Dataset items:
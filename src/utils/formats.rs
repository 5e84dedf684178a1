//! Conversions between the block format and element-level sparse matrices
//!
//! Foreign solvers want plain element CSR, not blocks. Export flattens the
//! local block panel into an `sprs::CsMat` whose rows sit at their global
//! positions; import derives block membership from a CSR pattern and packs
//! a block data heap, zero-filling the elements a member block covers but
//! the pattern lacks.

use num_traits::Num;
use sprs::CsMat;
use std::collections::HashMap;

use crate::matrix::directory::BlockDirectory;
use crate::utils::{exclusive_scan, partition_of};

/// Flattens a block panel into an element-level CSR matrix.
///
/// Rows are placed in the global frame: the first `first_row` rows of the
/// result are empty and the local rows follow, so stacking every process's
/// chunk reassembles the full matrix. `first_row` is the process's global
/// first-row offset, already resolved by the communication layer.
///
/// Block payloads are read from `data` at their directory offsets, row-major
/// in stored orientation; negative-pointer blocks are un-transposed on the
/// fly. Deleted blocks contribute nothing.
///
/// # Panics
///
/// Panics if the directory is symmetric (desymmetrize first; the implied
/// half of a stored block may belong to another process's rows), if the size
/// vectors do not match the directory shape, or if `data` is shorter than
/// the highest block end.
pub fn to_csr<T>(
    dir: &BlockDirectory,
    row_blk_sizes: &[usize],
    col_blk_sizes: &[usize],
    data: &[T],
    first_row: usize,
) -> CsMat<T>
where
    T: Copy + Num + Default,
{
    assert!(
        !dir.symmetric(),
        "symmetric directories must be desymmetrized before element export"
    );
    assert_eq!(
        row_blk_sizes.len(),
        dir.nblkrows(),
        "row size vector must have one entry per block-row"
    );
    assert_eq!(
        col_blk_sizes.len(),
        dir.nblkcols(),
        "column size vector must have one entry per block-column"
    );
    for entry in dir.live_blocks() {
        let end = entry.offset - 1 + row_blk_sizes[entry.row] * col_blk_sizes[entry.col];
        assert!(
            end <= data.len(),
            "block ({}, {}) ends at {} but the data heap holds {}",
            entry.row,
            entry.col,
            end,
            data.len()
        );
    }

    let local_rows: usize = row_blk_sizes.iter().sum();
    let ncols: usize = col_blk_sizes.iter().sum();
    let col_base = exclusive_scan(col_blk_sizes);

    let mut indptr = vec![0usize; first_row + 1];
    let mut indices = Vec::new();
    let mut values = Vec::new();

    for r in 0..dir.nblkrows() {
        let rsize = row_blk_sizes[r];
        for i in 0..rsize {
            for idx in dir.row_run(r) {
                let p = dir.block_pointers()[idx];
                if p == 0 {
                    continue;
                }
                let c = dir.col_indices()[idx];
                let csize = col_blk_sizes[c];
                let base = p.unsigned_abs() as usize - 1;
                for j in 0..csize {
                    // A negative pointer stores the csize x rsize transpose.
                    let v = if p < 0 {
                        data[base + j * rsize + i]
                    } else {
                        data[base + i * csize + j]
                    };
                    indices.push(col_base[c] + j);
                    values.push(v);
                }
            }
            indptr.push(indices.len());
        }
    }

    CsMat::new((first_row + local_rows, ncols), indptr, indices, values)
}

/// Derives a block panel from an element-level CSR matrix.
///
/// A block is a member when the pattern touches at least one of its
/// elements. Returns the directory plus the packed data heap; heap elements
/// the pattern does not cover are zero.
///
/// # Panics
///
/// Panics if the matrix shape does not match the totals of the size vectors.
pub fn from_csr<T>(
    matrix: CsMat<T>,
    row_blk_sizes: &[usize],
    col_blk_sizes: &[usize],
) -> (BlockDirectory, Vec<T>)
where
    T: Copy + Num + Default,
{
    let matrix = if matrix.is_csr() {
        matrix
    } else {
        matrix.to_csr()
    };

    let nrows: usize = row_blk_sizes.iter().sum();
    let ncols: usize = col_blk_sizes.iter().sum();
    assert_eq!(
        matrix.shape(),
        (nrows, ncols),
        "matrix shape must match the block size totals"
    );

    let row_base = exclusive_scan(row_blk_sizes);
    let col_base = exclusive_scan(col_blk_sizes);

    let mut members: Vec<(usize, usize)> = Vec::new();
    for (er, row_vec) in matrix.outer_iterator().enumerate() {
        if row_vec.nnz() == 0 {
            continue;
        }
        let br = partition_of(&row_base, er);
        for (ec, _) in row_vec.iter() {
            members.push((br, partition_of(&col_base, ec)));
        }
    }
    members.sort_unstable();
    members.dedup();

    let dir = BlockDirectory::from_coordinates(&members, row_blk_sizes, col_blk_sizes, false);

    let heap_len: usize = members
        .iter()
        .map(|&(br, bc)| row_blk_sizes[br] * col_blk_sizes[bc])
        .sum();
    let mut heap = vec![T::zero(); heap_len];

    let offsets: HashMap<(usize, usize), usize> = dir
        .live_blocks()
        .map(|e| ((e.row, e.col), e.offset - 1))
        .collect();

    for (er, row_vec) in matrix.outer_iterator().enumerate() {
        for (ec, &v) in row_vec.iter() {
            let br = partition_of(&row_base, er);
            let bc = partition_of(&col_base, ec);
            let base = offsets[&(br, bc)];
            let i = er - row_base[br];
            let j = ec - col_base[bc];
            heap[base + i * col_blk_sizes[bc] + j] = v;
        }
    }

    (dir, heap)
}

Problem to work on |
Identify the lines above that contain the word "match", then copy them.

Answer section |
/// vectors do not match the directory shape, or if `data` is shorter than
/// Panics if the matrix shape does not match the totals of the size vectors.
        "matrix shape must match the block size totals"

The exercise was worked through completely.